By Andrew Holt
Without significant improvements, new benefit reforms risk pushing families into debt and undermining the Government's own aims to boost individuals' personal responsibility and financial resilience, a think-tank has said today.
In a comprehensive new report entitled Sink or Swim: the Impact of the Universal Credit, the Social Market Foundation interviewed low income families on how they would adjust to six specific reforms under the new Universal Credit, due to come into force next year, and conducted an analysis of existing evidence on the impact of these reforms.
The SMF found that particular changes to the payment system of the Universal Credit could cause significant hardship for families on the lowest incomes.
Based on the research, the SMF recommends that families should be able to opt into an online budgeting tool under the new Universal Credit, which allows them to determine the frequency of payments, as well as earmark money for specific purposes like saving and housing costs.
The report found that:
Most households opposed the move from weekly or fortnightly payments to a monthly benefits payment, citing fears that they would run out of money at the end of the month.
Most households were against the proposal that social tenants manage their rental payments, instead of the money going direct to their social landlord, with concerns that it would land households in even more debt, and increase the risk of rental arrears and eviction.
People who lose their jobs could go for over a month with no income at all under the move to fixed monthly assessments, and this could be even longer if employers struggle to meet the new reporting requirements. This increases their chance of going into debt and could act as a deterrent for people to take temporary work.
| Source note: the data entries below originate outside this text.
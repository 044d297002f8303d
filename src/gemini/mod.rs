pub mod image_client;

use crate::{
    error::Result,
    models::{GeneratedImage, GenerationCall},
};
use async_trait::async_trait;

pub use image_client::GeminiImageClient;

/// The single upstream call made per generation request.
#[async_trait]
pub trait ImageGenerator: Send + Sync {
    async fn generate(&self, call: &GenerationCall) -> Result<GeneratedImage>;
}
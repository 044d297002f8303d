use crate::{
    error::Result,
    models::{ReferenceImage, ReferenceItem, ReferenceWarning, UploadedFile},
    storage::{ImageStore, LocatedReference},
};

/// Decoded references plus their canonical URLs, index-aligned only where
/// every reference was local. Foreign references appear in `urls` alone.
#[derive(Debug, Default)]
pub struct ResolvedReferences {
    pub images: Vec<ReferenceImage>,
    pub urls: Vec<String>,
    pub warnings: Vec<ReferenceWarning>,
}

impl ResolvedReferences {
    pub fn skipped(&self) -> usize {
        self.warnings.iter().filter(|w| w.dropped()).count()
    }
}

/// Reference items in declared order, plus the placeholders that could not
/// be filled.
#[derive(Debug, Default)]
pub struct AssembledReferences {
    pub items: Vec<ReferenceItem>,
    pub warnings: Vec<ReferenceWarning>,
}

/// Pairs the declared slots with the uploads. `None` and blank entries take
/// the next unconsumed upload; an empty declaration means "every upload, in
/// order". Placeholders with nothing left to take become
/// [`ReferenceWarning::NoUploadLeft`].
pub fn assemble_reference_items(
    declared: Vec<Option<String>>,
    uploads: Vec<UploadedFile>,
) -> AssembledReferences {
    if declared.is_empty() {
        return AssembledReferences {
            items: uploads.into_iter().map(ReferenceItem::NewUpload).collect(),
            warnings: Vec::new(),
        };
    }

    let mut uploads = uploads.into_iter();
    let mut assembled = AssembledReferences {
        items: Vec::with_capacity(declared.len()),
        warnings: Vec::new(),
    };
    for (slot, entry) in declared.into_iter().enumerate() {
        match entry.filter(|entry| !entry.trim().is_empty()) {
            Some(url_or_path) => assembled
                .items
                .push(ReferenceItem::ExistingRef { url_or_path }),
            None => match uploads.next() {
                Some(upload) => assembled.items.push(ReferenceItem::NewUpload(upload)),
                None => {
                    let warning = ReferenceWarning::NoUploadLeft { slot };
                    log::warn!("{}", warning);
                    assembled.warnings.push(warning);
                }
            },
        }
    }

    let unclaimed = uploads.count();
    if unclaimed > 0 {
        log::warn!("Ignoring {} upload(s) with no declared slot", unclaimed);
    }
    assembled
}

pub fn decode_reference(bytes: Vec<u8>) -> std::result::Result<ReferenceImage, String> {
    let format = image::guess_format(&bytes).map_err(|e| e.to_string())?;
    let decoded =
        image::load_from_memory_with_format(&bytes, format).map_err(|e| e.to_string())?;

    Ok(ReferenceImage {
        mime_type: format.to_mime_type().to_string(),
        width: decoded.width(),
        height: decoded.height(),
        bytes,
    })
}

#[derive(Clone)]
pub struct ReferenceResolver {
    store: ImageStore,
}

impl ReferenceResolver {
    pub fn new(store: ImageStore) -> Self {
        Self { store }
    }

    pub async fn resolve(&self, items: Vec<ReferenceItem>) -> Result<ResolvedReferences> {
        let mut resolved = ResolvedReferences::default();

        for item in items {
            match item {
                ReferenceItem::ExistingRef { url_or_path } => {
                    self.resolve_existing(url_or_path, &mut resolved).await
                }
                ReferenceItem::NewUpload(upload) => {
                    self.resolve_upload(upload, &mut resolved).await?
                }
            }
        }

        for warning in &resolved.warnings {
            log::warn!("{}", warning);
        }
        Ok(resolved)
    }

    async fn resolve_existing(&self, reference: String, resolved: &mut ResolvedReferences) {
        match self.store.locate(&reference) {
            None => resolved
                .warnings
                .push(ReferenceWarning::NotAbsolute { reference }),
            Some(LocatedReference::Foreign(url)) => {
                resolved.urls.push(url.clone());
                resolved
                    .warnings
                    .push(ReferenceWarning::NotLocal { reference: url });
            }
            Some(LocatedReference::Stored { path, url }) => {
                let decoded = match tokio::fs::read(&path).await {
                    Ok(bytes) => decode_reference(bytes),
                    Err(e) => Err(e.to_string()),
                };
                match decoded {
                    Ok(image) => {
                        resolved.images.push(image);
                        resolved.urls.push(url);
                    }
                    Err(reason) => resolved
                        .warnings
                        .push(ReferenceWarning::Undecodable { reference, reason }),
                }
            }
        }
    }

    /// Decodes before persisting so a corrupt upload leaves nothing behind.
    async fn resolve_upload(
        &self,
        upload: UploadedFile,
        resolved: &mut ResolvedReferences,
    ) -> Result<()> {
        let UploadedFile {
            raw_bytes,
            original_filename,
        } = upload;

        match decode_reference(raw_bytes) {
            Ok(image) => {
                let url = self
                    .store
                    .save_upload(&image.bytes, &original_filename)
                    .await?;
                resolved.images.push(image);
                resolved.urls.push(url);
            }
            Err(reason) => resolved.warnings.push(ReferenceWarning::Undecodable {
                reference: original_filename,
                reason,
            }),
        }
        Ok(())
    }
}
pub mod metadata;
pub mod naming;
pub mod traits;
pub mod trash;

use crate::{
    config::StorageConfig,
    error::{Result, StudioError},
    models::StoredArtifact,
};
use std::path::{Path, PathBuf};
use std::sync::Arc;
use uuid::Uuid;

pub use metadata::{embed_metadata, read_metadata, METADATA_KEYWORD};
pub use naming::{ArtifactNamer, DirectoryScan, InMemorySequence, LockedDirectoryScan};
pub use traits::{ArtifactPrefix, Recycler, SequenceAllocator};
pub use trash::{SystemTrash, TrashDirectory};

pub const GENERATED_URL_PREFIX: &str = "/static/generated";
pub const UPLOADS_URL_PREFIX: &str = "/static/uploads";

/// Where a declared reference points.
#[derive(Debug, Clone, PartialEq, Eq)]
pub enum LocatedReference {
    Stored { path: PathBuf, url: String },
    Foreign(String),
}

/// Reduces user input to a bare file name. `None` for empty, `.` or `..`.
pub fn bare_file_name(input: &str) -> Option<&str> {
    let name = input.rsplit(['/', '\\']).next()?.trim();
    if name.is_empty() || name == "." || name == ".." {
        return None;
    }
    Some(name)
}

/// The two flat directories behind the gallery and the reference uploads.
#[derive(Debug, Clone)]
pub struct ImageStore {
    generated_dir: PathBuf,
    uploads_dir: PathBuf,
}

impl ImageStore {
    /// Creates both directories if they are missing.
    pub fn new(config: &StorageConfig) -> Result<Self> {
        for dir in [&config.generated_dir, &config.uploads_dir] {
            std::fs::create_dir_all(dir).map_err(|e| {
                StudioError::ConfigError(format!("cannot create {}: {}", dir.display(), e))
            })?;
        }

        Ok(Self {
            generated_dir: config.generated_dir.clone(),
            uploads_dir: config.uploads_dir.clone(),
        })
    }

    pub fn generated_dir(&self) -> &Path {
        &self.generated_dir
    }

    pub fn uploads_dir(&self) -> &Path {
        &self.uploads_dir
    }

    pub fn generated_url(&self, file_name: &str) -> String {
        format!("{}/{}", GENERATED_URL_PREFIX, file_name)
    }

    pub fn uploads_url(&self, file_name: &str) -> String {
        format!("{}/{}", UPLOADS_URL_PREFIX, file_name)
    }

    fn roots(&self) -> [(&'static str, &Path); 2] {
        [
            (GENERATED_URL_PREFIX, self.generated_dir.as_path()),
            (UPLOADS_URL_PREFIX, self.uploads_dir.as_path()),
        ]
    }

    fn locate_url_path(&self, url_path: &str) -> Option<LocatedReference> {
        for (prefix, dir) in self.roots() {
            let Some(rest) = url_path
                .strip_prefix(prefix)
                .and_then(|rest| rest.strip_prefix('/'))
            else {
                continue;
            };
            if rest.contains('/') || rest.contains('\\') {
                return None;
            }
            let name = bare_file_name(rest)?;
            return Some(LocatedReference::Stored {
                path: dir.join(name),
                url: format!("{}/{}", prefix, name),
            });
        }
        None
    }

    fn locate_fs_path(&self, path: &Path) -> Option<LocatedReference> {
        let name = path.file_name()?.to_str()?;
        let parent = std::fs::canonicalize(path.parent()?).ok()?;
        for (prefix, dir) in self.roots() {
            if std::fs::canonicalize(dir).ok().as_deref() == Some(parent.as_path()) {
                return Some(LocatedReference::Stored {
                    path: dir.join(name),
                    url: format!("{}/{}", prefix, name),
                });
            }
        }
        None
    }

    /// Maps an absolute URL or absolute path onto local storage. Returns
    /// `None` for relative references.
    pub fn locate(&self, reference: &str) -> Option<LocatedReference> {
        let reference = reference.trim();
        let foreign = || LocatedReference::Foreign(reference.to_string());

        if let Ok(url) = reqwest::Url::parse(reference) {
            return Some(match url.scheme() {
                "file" => url
                    .to_file_path()
                    .ok()
                    .and_then(|path| self.locate_fs_path(&path))
                    .unwrap_or_else(foreign),
                _ => self.locate_url_path(url.path()).unwrap_or_else(foreign),
            });
        }

        if !reference.starts_with('/') {
            return None;
        }
        let url_path = reference.split(['?', '#']).next().unwrap_or(reference);
        Some(
            self.locate_url_path(url_path)
                .or_else(|| self.locate_fs_path(Path::new(reference)))
                .unwrap_or_else(foreign),
        )
    }

    /// Persists an uploaded reference under a fresh name and returns its URL.
    pub async fn save_upload(&self, bytes: &[u8], original_filename: &str) -> Result<String> {
        let extension = Path::new(original_filename)
            .extension()
            .and_then(|ext| ext.to_str())
            .map(|ext| ext.to_ascii_lowercase())
            .filter(|ext| !ext.is_empty())
            .unwrap_or_else(|| "png".to_string());
        let file_name = format!("{}.{}", Uuid::new_v4(), extension);

        tokio::fs::write(self.uploads_dir.join(&file_name), bytes).await?;
        Ok(self.uploads_url(&file_name))
    }

    /// Writes a finished PNG under `file_name` in the generated directory.
    pub async fn write_artifact(&self, file_name: &str, bytes: &[u8]) -> Result<StoredArtifact> {
        let filepath = self.generated_dir.join(file_name);
        tokio::fs::write(&filepath, bytes).await?;
        let modified = tokio::fs::metadata(&filepath).await?.modified()?;

        Ok(StoredArtifact {
            filename: file_name.to_string(),
            filepath,
            modified,
        })
    }

    /// Every stored PNG, newest first.
    pub async fn list_artifacts(&self) -> Result<Vec<StoredArtifact>> {
        let mut entries = match tokio::fs::read_dir(&self.generated_dir).await {
            Ok(entries) => entries,
            Err(e) if e.kind() == std::io::ErrorKind::NotFound => return Ok(Vec::new()),
            Err(e) => return Err(e.into()),
        };

        let mut artifacts = Vec::new();
        while let Some(entry) = entries.next_entry().await? {
            let filepath = entry.path();
            let is_png = filepath
                .extension()
                .and_then(|ext| ext.to_str())
                .map_or(false, |ext| ext.eq_ignore_ascii_case("png"));
            let metadata = entry.metadata().await?;
            if !is_png || !metadata.is_file() {
                continue;
            }
            let Ok(filename) = entry.file_name().into_string() else {
                continue;
            };
            artifacts.push(StoredArtifact {
                filename,
                filepath,
                modified: metadata.modified()?,
            });
        }

        artifacts.sort_by(|a, b| {
            b.modified
                .cmp(&a.modified)
                .then_with(|| b.filename.cmp(&a.filename))
        });
        Ok(artifacts)
    }

    /// Canonical URLs of [`Self::list_artifacts`].
    pub async fn gallery_urls(&self) -> Result<Vec<String>> {
        Ok(self
            .list_artifacts()
            .await?
            .iter()
            .map(|artifact| self.generated_url(&artifact.filename))
            .collect())
    }

    /// Moves a generated image to `recycler`. Only the final path component
    /// of `filename` is used.
    pub async fn delete_artifact(&self, filename: &str, recycler: &Arc<dyn Recycler>) -> Result<()> {
        let name = bare_file_name(filename).ok_or(StudioError::InvalidFilename)?;
        let path = self.generated_dir.join(name);

        match tokio::fs::metadata(&path).await {
            Ok(metadata) if metadata.is_file() => {}
            _ => return Err(StudioError::NotFound),
        }

        recycler.recycle(&path).await?;
        log::info!("Deleted generated image {}", name);
        Ok(())
    }
}

#[cfg(test)]
mod tests {
    use super::*;
    use std::time::{Duration, SystemTime};
    use tempfile::TempDir;

    fn store() -> (TempDir, ImageStore) {
        let root = TempDir::new().unwrap();
        let store = ImageStore::new(&StorageConfig::rooted_at(root.path())).unwrap();
        (root, store)
    }

    fn set_mtime(path: &Path, secs: u64) {
        let file = std::fs::File::options().write(true).open(path).unwrap();
        file.set_modified(SystemTime::UNIX_EPOCH + Duration::from_secs(secs))
            .unwrap();
    }

    #[test]
    fn bare_file_name_strips_directories() {
        assert_eq!(bare_file_name("../../etc/passwd"), Some("passwd"));
        assert_eq!(bare_file_name("..\\..\\boot.ini"), Some("boot.ini"));
        assert_eq!(bare_file_name("a.png"), Some("a.png"));
        assert_eq!(bare_file_name("dir/.."), None);
        assert_eq!(bare_file_name(""), None);
        assert_eq!(bare_file_name("trailing/"), None);
    }

    #[test]
    fn locates_urls_and_paths_in_storage() {
        let (_root, store) = store();

        assert_eq!(
            store.locate("/static/generated/a.png?t=123"),
            Some(LocatedReference::Stored {
                path: store.generated_dir().join("a.png"),
                url: "/static/generated/a.png".to_string(),
            })
        );
        assert_eq!(
            store.locate("http://localhost:8888/static/uploads/b.jpg"),
            Some(LocatedReference::Stored {
                path: store.uploads_dir().join("b.jpg"),
                url: "/static/uploads/b.jpg".to_string(),
            })
        );

        let absolute = store.uploads_dir().canonicalize().unwrap().join("c.png");
        assert_eq!(
            store.locate(absolute.to_str().unwrap()),
            Some(LocatedReference::Stored {
                path: store.uploads_dir().join("c.png"),
                url: "/static/uploads/c.png".to_string(),
            })
        );
    }

    #[test]
    fn foreign_and_relative_references() {
        let (_root, store) = store();

        assert_eq!(
            store.locate("https://example.com/cat.png"),
            Some(LocatedReference::Foreign("https://example.com/cat.png".to_string()))
        );
        assert_eq!(
            store.locate("/etc/passwd"),
            Some(LocatedReference::Foreign("/etc/passwd".to_string()))
        );
        assert_eq!(
            store.locate("/static/generated/../../secret.png"),
            Some(LocatedReference::Foreign(
                "/static/generated/../../secret.png".to_string()
            ))
        );
        assert_eq!(store.locate("cat.png"), None);
    }

    #[tokio::test]
    async fn uploads_keep_extension_or_default_to_png() {
        let (_root, store) = store();

        let jpg = store.save_upload(b"x", "Photo.JPG").await.unwrap();
        let bare = store.save_upload(b"y", "blob").await.unwrap();

        assert!(jpg.starts_with("/static/uploads/") && jpg.ends_with(".jpg"));
        assert!(bare.ends_with(".png"));
        let name = jpg.rsplit('/').next().unwrap();
        assert_eq!(std::fs::read(store.uploads_dir().join(name)).unwrap(), b"x");
    }

    #[tokio::test]
    async fn gallery_is_newest_first() {
        let (_root, store) = store();
        for (name, secs) in [("t1.png", 1_000), ("t3.png", 3_000), ("t2.png", 2_000)] {
            let path = store.generated_dir().join(name);
            std::fs::write(&path, b"png").unwrap();
            set_mtime(&path, secs);
        }
        std::fs::write(store.generated_dir().join("notes.txt"), b"skip").unwrap();

        assert_eq!(
            store.gallery_urls().await.unwrap(),
            vec![
                "/static/generated/t3.png",
                "/static/generated/t2.png",
                "/static/generated/t1.png",
            ]
        );
    }

    #[tokio::test]
    async fn delete_never_escapes_generated_dir() {
        let (root, store) = store();
        let outside = root.path().join("passwd");
        std::fs::write(&outside, b"root").unwrap();
        let recycler: Arc<dyn Recycler> = Arc::new(TrashDirectory::new(root.path().join("trash")));

        let err = store
            .delete_artifact("../passwd", &recycler)
            .await
            .unwrap_err();
        assert!(matches!(err, StudioError::NotFound));
        assert!(outside.exists());

        let inside = store.generated_dir().join("passwd");
        std::fs::write(&inside, b"png").unwrap();
        store.delete_artifact("../../etc/passwd", &recycler).await.unwrap();
        assert!(!inside.exists());
        assert!(outside.exists());
    }

    #[tokio::test]
    async fn delete_rejects_empty_names() {
        let (root, store) = store();
        let recycler: Arc<dyn Recycler> = Arc::new(TrashDirectory::new(root.path().join("trash")));
        let err = store.delete_artifact("../", &recycler).await.unwrap_err();
        assert!(matches!(err, StudioError::InvalidFilename));
    }
}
The report also cites secondary evidence showing that four in ten claimants would find it harder to budget under a monthly payment and only half of those earning under £10,000 receive a monthly pay packet. The SMF says this shows that there is little evidence that moving to a monthly payment would help prepare claimants for going into work.
"The Government's laudable aim that Universal Credit should prepare families for work, boost their resilience to financial shocks, and simplify the system is at risk of backfiring," said Dr Nigel Keohane, SMF Deputy Director and co-author of the report.
"By moving to a single monthly payment for all benefits, the Government is removing the markers and aids that families currently rely on to budget effectively. Our research shows that this will throw people in at the deep end leaving them either to sink or swim.
"This laissez-faire approach will create real problems not only for families themselves, but also for public service organisations, such as social landlords and childcare providers, that families will end up owing money to."
The SMF says that the Government's "exceptions policy", under which vulnerable individuals would be identified and channelled into special arrangements for benefits payments, is unlikely to solve the problem.
Instead the think tank recommends that Universal Credit recipients should be able to opt into an online budgeting tool, which will allow them to determine the frequency of their payments.
"Instead of mandating monthly payments and centrally planning which families to exempt, the Government should allow low income families to take the decision themselves through an online budgeting tool," continued Dr Keohane.
"This would allow the reforms to work with the grain of wider government objectives like personal responsibility and increased financial capability rather than working against them as the current system seems set to do."